Ainda assim, sua identidade é importante. Durante todo o ato, foi evocada a sentença "Roe", que protegia o direito ao aborto e foi anulada em 2022 pela maioria conservadora na Suprema Corte. Restaurar o acesso seguro ao aborto será um tema central da campanha, e Harris pode defendê-lo em condições muito melhores do que Biden. De fato, ela o integrou em uma crítica mais ampla da personalidade autoritária de Trump, bem como do conteúdo perigoso do Projeto 2025, uma coleção de propostas reacionárias promovidas pela Fundação Heritage para remodelar o governo federal dos Estados Unidos caso Trump ganhe as eleições. "Vocês podem acreditar que colocaram isso por escrito?", perguntou Harris em um momento em que pareceu improvisar em seu discurso.

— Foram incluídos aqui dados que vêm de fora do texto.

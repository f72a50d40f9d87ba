use serde::{Deserialize, Serialize};

use crate::{blank_to_none, Book, Entity, EntityId};

/// An author and, when loaded, the books linked to them.
#[derive(Debug, Clone, Default, PartialEq, Serialize, Deserialize)]
pub struct Author {
    #[serde(default, skip_serializing_if = "Option::is_none")]
    pub id: Option<EntityId>,
    #[serde(default, skip_serializing_if = "Option::is_none")]
    pub name: Option<String>,
    #[serde(default, skip_serializing_if = "Option::is_none")]
    pub books: Option<Vec<Book>>,
}

impl Author {
    pub fn new(name: impl Into<String>) -> Self {
        Self {
            id: None,
            name: Some(name.into()),
            books: None,
        }
    }

    /// Reference to an existing author, as embedded in a [`Book`].
    pub fn reference(id: EntityId) -> Self {
        Self {
            id: Some(id),
            ..Self::default()
        }
    }
}

impl Entity for Author {
    const RESOURCE: &'static str = "author";

    fn id(&self) -> Option<EntityId> {
        self.id
    }

    fn set_id(&mut self, id: EntityId) {
        self.id = Some(id);
    }

    fn clean(self) -> Self {
        Self {
            id: self.id,
            name: blank_to_none(self.name),
            books: self
                .books
                .map(|books| books.into_iter().filter(|b| b.id.is_some()).collect()),
        }
    }
}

As lutas pelos direitos reprodutivos e a proteção da democracia foram unidas pelo tema da liberdade, tanto na retórica quanto na música. Agora que Beyoncé abençoou o uso de "Freedom", a música foi utilizada como trilha sonora da campanha.

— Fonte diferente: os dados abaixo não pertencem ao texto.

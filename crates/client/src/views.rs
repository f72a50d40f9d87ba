//! Text view bindings over an [`EntityStore`].
//!
//! A view mounts a [`Page`] by dispatching the matching store operation and
//! renders whatever state the store holds afterwards. Views never touch the
//! gateway directly.

use std::fmt::Write;

use bookshelf_model::{Author, Book, Entity, EntityId};

use crate::{
    gateway::{EntityGateway, HttpGateway},
    routes::Page,
    state::EntityState,
    store::EntityStore,
    QueryParams,
};

/// How an entity is laid out in tables, detail cards and forms.
pub trait Columns: Entity {
    /// Heading used for the list and detail pages.
    const TITLE: &'static str;

    fn headers() -> &'static [&'static str];

    /// One rendered cell per header.
    fn cells(&self) -> Vec<String>;
}

fn opt<T: ToString>(value: &Option<T>) -> String {
    value.as_ref().map(ToString::to_string).unwrap_or_default()
}

impl Columns for Book {
    const TITLE: &'static str = "Books";

    fn headers() -> &'static [&'static str] {
        &["ID", "Title", "Price", "Author"]
    }

    fn cells(&self) -> Vec<String> {
        let author = self
            .author
            .as_ref()
            .map(|a| a.name.clone().unwrap_or_else(|| opt(&a.id)))
            .unwrap_or_default();
        vec![opt(&self.id), opt(&self.title), opt(&self.price), author]
    }
}

impl Columns for Author {
    const TITLE: &'static str = "Authors";

    fn headers() -> &'static [&'static str] {
        &["ID", "Name", "Books"]
    }

    fn cells(&self) -> Vec<String> {
        let books = self
            .books
            .iter()
            .flatten()
            .filter_map(|b| b.title.clone())
            .collect::<Vec<_>>()
            .join(", ");
        vec![opt(&self.id), opt(&self.name), books]
    }
}

pub struct View<E: Entity, G = HttpGateway<E>> {
    store: EntityStore<E, G>,
}

impl<E: Columns, G: EntityGateway<E>> View<E, G> {
    pub fn new(store: EntityStore<E, G>) -> Self {
        Self { store }
    }

    pub fn store(&self) -> &EntityStore<E, G> {
        &self.store
    }

    /// Load what `page` needs into the store.
    pub async fn mount(&self, page: Page, params: QueryParams) -> EntityState<E> {
        match page {
            Page::List => self.store.list(params).await,
            Page::New => {
                self.store.reset();
                self.store.state()
            }
            Page::Detail(id) | Page::Edit(id) | Page::Delete(id) => self.store.get(id).await,
        }
    }

    /// Submit the edit form: create when the entity is new, update otherwise.
    pub async fn save(&self, entity: E) -> EntityState<E> {
        if entity.is_new() {
            self.store.create(entity).await
        } else {
            self.store.update(entity).await
        }
    }

    pub async fn confirm_delete(&self, id: EntityId) -> EntityState<E> {
        self.store.delete(id).await
    }

    pub fn render(&self, page: Page) -> String {
        render(page, &self.store.state())
    }
}

/// Render `state` as the text for `page`.
pub fn render<E: Columns>(page: Page, state: &EntityState<E>) -> String {
    let mut out = String::new();

    if state.is_busy() {
        out.push_str("Loading...\n");
    }
    if let Some(message) = &state.error_message {
        let _ = writeln!(out, "Error: {message}");
    }

    match page {
        Page::List => render_list(&mut out, state),
        Page::Detail(_) => render_detail(&mut out, &state.entity),
        Page::New | Page::Edit(_) => render_form(&mut out, &state.entity),
        Page::Delete(id) => {
            let _ = writeln!(
                out,
                "Are you sure you want to delete {} {}?",
                E::TITLE.trim_end_matches('s'),
                id
            );
        }
    }

    if state.update_success {
        out.push_str("Saved.\n");
    }
    out
}

fn render_list<E: Columns>(out: &mut String, state: &EntityState<E>) {
    let _ = writeln!(out, "{} ({} total)", E::TITLE, state.total_items);
    if state.entities.is_empty() {
        if !state.loading {
            let _ = writeln!(out, "No {} found", E::TITLE.to_lowercase());
        }
        return;
    }

    let headers = E::headers();
    let rows: Vec<Vec<String>> = state.entities.iter().map(Columns::cells).collect();
    let widths: Vec<usize> = headers
        .iter()
        .enumerate()
        .map(|(i, h)| {
            rows.iter()
                .map(|row| row.get(i).map_or(0, |c| c.chars().count()))
                .chain(std::iter::once(h.len()))
                .max()
                .unwrap_or(0)
        })
        .collect();

    let line = |cells: Vec<&str>| {
        cells
            .iter()
            .zip(&widths)
            .map(|(cell, &width)| format!("{cell:<width$}"))
            .collect::<Vec<_>>()
            .join("  ")
            .trim_end()
            .to_string()
    };

    let _ = writeln!(out, "{}", line(headers.to_vec()));
    for row in &rows {
        let _ = writeln!(out, "{}", line(row.iter().map(String::as_str).collect()));
    }
}

fn render_detail<E: Columns>(out: &mut String, entity: &E) {
    let _ = writeln!(out, "{}", E::TITLE.trim_end_matches('s'));
    for (header, cell) in E::headers().iter().zip(entity.cells()) {
        let _ = writeln!(out, "  {header}: {cell}");
    }
}

fn render_form<E: Columns>(out: &mut String, entity: &E) {
    let verb = if entity.is_new() { "Create" } else { "Edit" };
    let _ = writeln!(out, "{verb} {}", E::TITLE.trim_end_matches('s'));
    for (header, cell) in E::headers().iter().zip(entity.cells()) {
        let _ = writeln!(out, "  [{header}] {cell}");
    }
}

#[cfg(test)]
mod tests {
    use super::*;
    use crate::state::{Action, Operation};

    fn listed() -> EntityState<Book> {
        EntityState::default().reduce(Action::ListFulfilled {
            entities: vec![
                Book {
                    id: Some(1),
                    ..Book::new("Dune", 9.99)
                },
                Book {
                    id: Some(2),
                    author: Some(Author {
                        name: Some("Frank Herbert".into()),
                        ..Author::reference(4)
                    }),
                    ..Book::new("Children of Dune", 12.5)
                },
            ],
            total_items: 2,
        })
    }

    #[test]
    fn list_renders_table() {
        let text = render(Page::List, &listed());
        assert!(text.starts_with("Books (2 total)\n"));
        assert!(text.contains("ID  Title             Price  Author"));
        assert!(text.contains("2   Children of Dune  12.5   Frank Herbert"));
    }

    #[test]
    fn empty_list_says_so() {
        let text = render(Page::List, &EntityState::<Author>::default());
        assert!(text.contains("No authors found"));
    }

    #[test]
    fn loading_and_error_banners() {
        let state = EntityState::<Book>::default().reduce(Action::Pending(Operation::Get));
        assert!(render(Page::Detail(1), &state).starts_with("Loading..."));

        let state = state.reduce(Action::Rejected {
            operation: Operation::Get,
            message: "request failed with status code 404: Not Found".into(),
        });
        let text = render(Page::Detail(1), &state);
        assert!(text.contains("Error: request failed with status code 404"));
        assert!(!text.contains("Loading"));
    }

    #[test]
    fn form_title_depends_on_new_entity() {
        let state = EntityState::<Book>::default();
        assert!(render(Page::New, &state).starts_with("Create Book"));

        let state = state.reduce(Action::GetFulfilled(Book {
            id: Some(1),
            ..Book::new("Dune", 9.99)
        }));
        let text = render(Page::Edit(1), &state);
        assert!(text.starts_with("Edit Book"));
        assert!(text.contains("[Title] Dune"));
    }

    #[test]
    fn delete_asks_for_confirmation() {
        let text = render(Page::Delete(5), &EntityState::<Book>::default());
        assert_eq!(text, "Are you sure you want to delete Book 5?\n");
    }
}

A agenda positiva da campanha – além do perigo de Trump – não foi apresentada com muitos detalhes, mas foi esboçada brevemente. Foram repetidas as promessas democratas habituais de proteger a seguridade social, Medicare, Medicaid e a Lei de Assistência Sanitária Acessível ("Obamacare"). Além disso, Harris se comprometeu com os objetivos de acabar com a pobreza infantil, promulgar auxílios para o cuidado da infância e conceder licenças parentais remuneradas. Essas propostas foram incluídas no programa "Build Back Better" [Reconstruir Melhor] e ainda estão sobre a mesa, aguardando o apoio suficiente no Congresso. Embora não tenha havido muitos aspectos que indicassem a possibilidade de desenvolver uma agenda pós-keynesiana ou predistributiva (evitar desigualdades na origem), houve aclamações especialmente entusiásticas da multidão quando ela mencionou a possibilidade de que todos os trabalhadores tenham a oportunidade de se afiliar a um sindicato.

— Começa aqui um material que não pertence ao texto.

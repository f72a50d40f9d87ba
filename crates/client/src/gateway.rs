//! HTTP access to a single REST resource collection.

use std::marker::PhantomData;

use async_trait::async_trait;
use bookshelf_model::{Entity, EntityId, RawEntity};
use reqwest::{
    header::{HeaderMap, HeaderValue, CONTENT_TYPE},
    Client, Response, Url,
};
use serde::de::DeserializeOwned;

use crate::{error::ClientError, query::cache_buster, QueryParams};

/// Response header carrying the size of the whole collection.
pub const TOTAL_COUNT_HEADER: &str = "x-total-count";

const MERGE_PATCH_JSON: &str = "application/merge-patch+json";

/// Raw result of a resource request: decoded body plus response headers.
#[derive(Debug, Clone)]
pub struct ApiResponse<T> {
    pub data: T,
    pub headers: HeaderMap,
}

/// One method per request kind; each call maps to exactly one HTTP request.
///
/// Entities handed to `create`/`update`/`partial_update` are expected to be
/// cleaned already.
#[async_trait]
pub trait EntityGateway<E: Entity>: Send + Sync {
    async fn list(&self, params: &QueryParams) -> Result<ApiResponse<Vec<E>>, ClientError>;

    async fn get(&self, id: EntityId) -> Result<ApiResponse<E>, ClientError>;

    async fn create(&self, entity: &E) -> Result<ApiResponse<E>, ClientError>;

    async fn update(&self, id: EntityId, entity: &E) -> Result<ApiResponse<E>, ClientError>;

    async fn partial_update(
        &self,
        id: EntityId,
        entity: &E,
    ) -> Result<ApiResponse<E>, ClientError>;

    async fn delete(&self, id: EntityId) -> Result<ApiResponse<()>, ClientError>;
}

/// reqwest-backed gateway for `{server}/api/{E::RESOURCE}`.
pub struct HttpGateway<E> {
    client: Client,
    base: String,
    _entity: PhantomData<fn() -> E>,
}

impl<E: Entity> HttpGateway<E> {
    pub fn new(client: Client, server_url: &str) -> Result<Self, ClientError> {
        let invalid = |message: String| ClientError::InvalidUrl {
            url: server_url.to_string(),
            message,
        };

        let mut root = Url::parse(server_url).map_err(|e| invalid(e.to_string()))?;
        if !root.path().ends_with('/') {
            let path = format!("{}/", root.path());
            root.set_path(&path);
        }
        let base = root
            .join(&format!("api/{}", E::RESOURCE))
            .map_err(|e| invalid(e.to_string()))?;

        Ok(Self {
            client,
            base: base.to_string(),
            _entity: PhantomData,
        })
    }

    /// Resource base path, e.g. `http://localhost:8080/api/books`.
    pub fn base_url(&self) -> &str {
        &self.base
    }

    fn item_url(&self, id: EntityId) -> String {
        format!("{}/{}", self.base, id)
    }
}

#[async_trait]
impl<E: Entity> EntityGateway<E> for HttpGateway<E> {
    async fn list(&self, params: &QueryParams) -> Result<ApiResponse<Vec<E>>, ClientError> {
        let query = params.to_pairs(cache_buster());
        tracing::debug!(resource = E::RESOURCE, ?query, "GET list");

        let response = self.client.get(&self.base).query(&query).send().await?;
        decode(response).await
    }

    async fn get(&self, id: EntityId) -> Result<ApiResponse<E>, ClientError> {
        tracing::debug!(resource = E::RESOURCE, id, "GET entity");

        let response = self.client.get(self.item_url(id)).send().await?;
        decode(response).await
    }

    async fn create(&self, entity: &E) -> Result<ApiResponse<E>, ClientError> {
        tracing::debug!(resource = E::RESOURCE, "POST entity");

        let response = self.client.post(&self.base).json(entity).send().await?;
        decode(response).await
    }

    async fn update(&self, id: EntityId, entity: &E) -> Result<ApiResponse<E>, ClientError> {
        tracing::debug!(resource = E::RESOURCE, id, "PUT entity");

        let response = self
            .client
            .put(self.item_url(id))
            .json(entity)
            .send()
            .await?;
        decode(response).await
    }

    async fn partial_update(
        &self,
        id: EntityId,
        entity: &E,
    ) -> Result<ApiResponse<E>, ClientError> {
        let body = RawEntity::from_entity(entity)
            .map_err(|e| ClientError::malformed(format!("unserializable entity: {e}")))?;
        tracing::debug!(resource = E::RESOURCE, id, fields = ?body.fields(), "PATCH entity");

        let response = self
            .client
            .patch(self.item_url(id))
            .header(CONTENT_TYPE, HeaderValue::from_static(MERGE_PATCH_JSON))
            .body(serde_json::to_vec(&body).map_err(|e| ClientError::malformed(e.to_string()))?)
            .send()
            .await?;
        decode(response).await
    }

    async fn delete(&self, id: EntityId) -> Result<ApiResponse<()>, ClientError> {
        tracing::debug!(resource = E::RESOURCE, id, "DELETE entity");

        let response = check_status(self.client.delete(self.item_url(id)).send().await?).await?;
        Ok(ApiResponse {
            data: (),
            headers: response.headers().clone(),
        })
    }
}

async fn decode<T: DeserializeOwned>(response: Response) -> Result<ApiResponse<T>, ClientError> {
    let response = check_status(response).await?;
    let headers = response.headers().clone();
    let bytes = response.bytes().await?;
    let data = serde_json::from_slice(&bytes)
        .map_err(|e| ClientError::malformed(format!("undecodable body: {e}")))?;

    Ok(ApiResponse { data, headers })
}

async fn check_status(response: Response) -> Result<Response, ClientError> {
    let status = response.status();
    if status.is_success() {
        return Ok(response);
    }

    let body = response.text().await.unwrap_or_default();
    let message = server_message(&body)
        .unwrap_or_else(|| status.canonical_reason().unwrap_or("unknown status").to_string());

    Err(ClientError::Status {
        status: status.as_u16(),
        message,
    })
}

/// Pull `error.message` out of the server's error envelope.
fn server_message(body: &str) -> Option<String> {
    let value: serde_json::Value = serde_json::from_str(body).ok()?;
    value
        .pointer("/error/message")
        .and_then(|m| m.as_str())
        .map(str::to_string)
}

/// Parse the collection size from a list response.
pub fn total_count(headers: &HeaderMap) -> Result<u64, ClientError> {
    let value = headers
        .get(TOTAL_COUNT_HEADER)
        .ok_or_else(|| ClientError::malformed(format!("missing {TOTAL_COUNT_HEADER} header")))?;

    value
        .to_str()
        .ok()
        .and_then(|v| v.trim().parse().ok())
        .ok_or_else(|| ClientError::malformed(format!("invalid {TOTAL_COUNT_HEADER} header")))
}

Ainda está por vir se sua mensagem chegará além das bases democratas que encheram o estádio. Nem todos os dias serão tão bons quanto este. Trump e seu candidato a vice-presidente, J.D. Vance, contam com o apoio firme de seus partidários e encontrarão linhas de ataque. O racismo e o sexismo não desapareceram repentinamente da política americana, embora Harris faça com que esses ataques sejam tão óbvios que isso pode enfraquecê-los, pelo menos parcialmente. Mas nada em sua personalidade nem no conteúdo de sua campanha sugere ainda a oportunidade de frear alguns dos realinhamentos partidários em curso, por exemplo, a crescente inclinação dos trabalhadores brancos para os republicanos, especialmente entre os homens. Harris faria bem em escolher um candidato a vice-presidência que possa falar a partir de sua experiência pessoal sobre as necessidades e experiências dos trabalhadores.
Embora por ora Harris tenha conseguido o apoio de praticamente todos os setores da coalizão democrata, as tensões internas certamente voltarão a surgir. O único perturbador do ato, um homem idoso que caminhava com um bastão, começou a gritar: "Você vai parar o genocídio em Gaza?" no meio do discurso. Se Kamala ouviu, ignorou, e os seguranças o retiraram da sala sem grandes alardes. Mas enquanto ele se afastava, algumas pessoas do público lhe sussurraram baixinho que também gostariam que a administração mudasse de rumo. Essas pessoas não consideraram sua participação no ato como um apoio ao enfoque de Biden em relação a Israel. E embora ninguém saiba até que ponto a perspectiva de Harris como presidente seria diferente, podem ter esperanças.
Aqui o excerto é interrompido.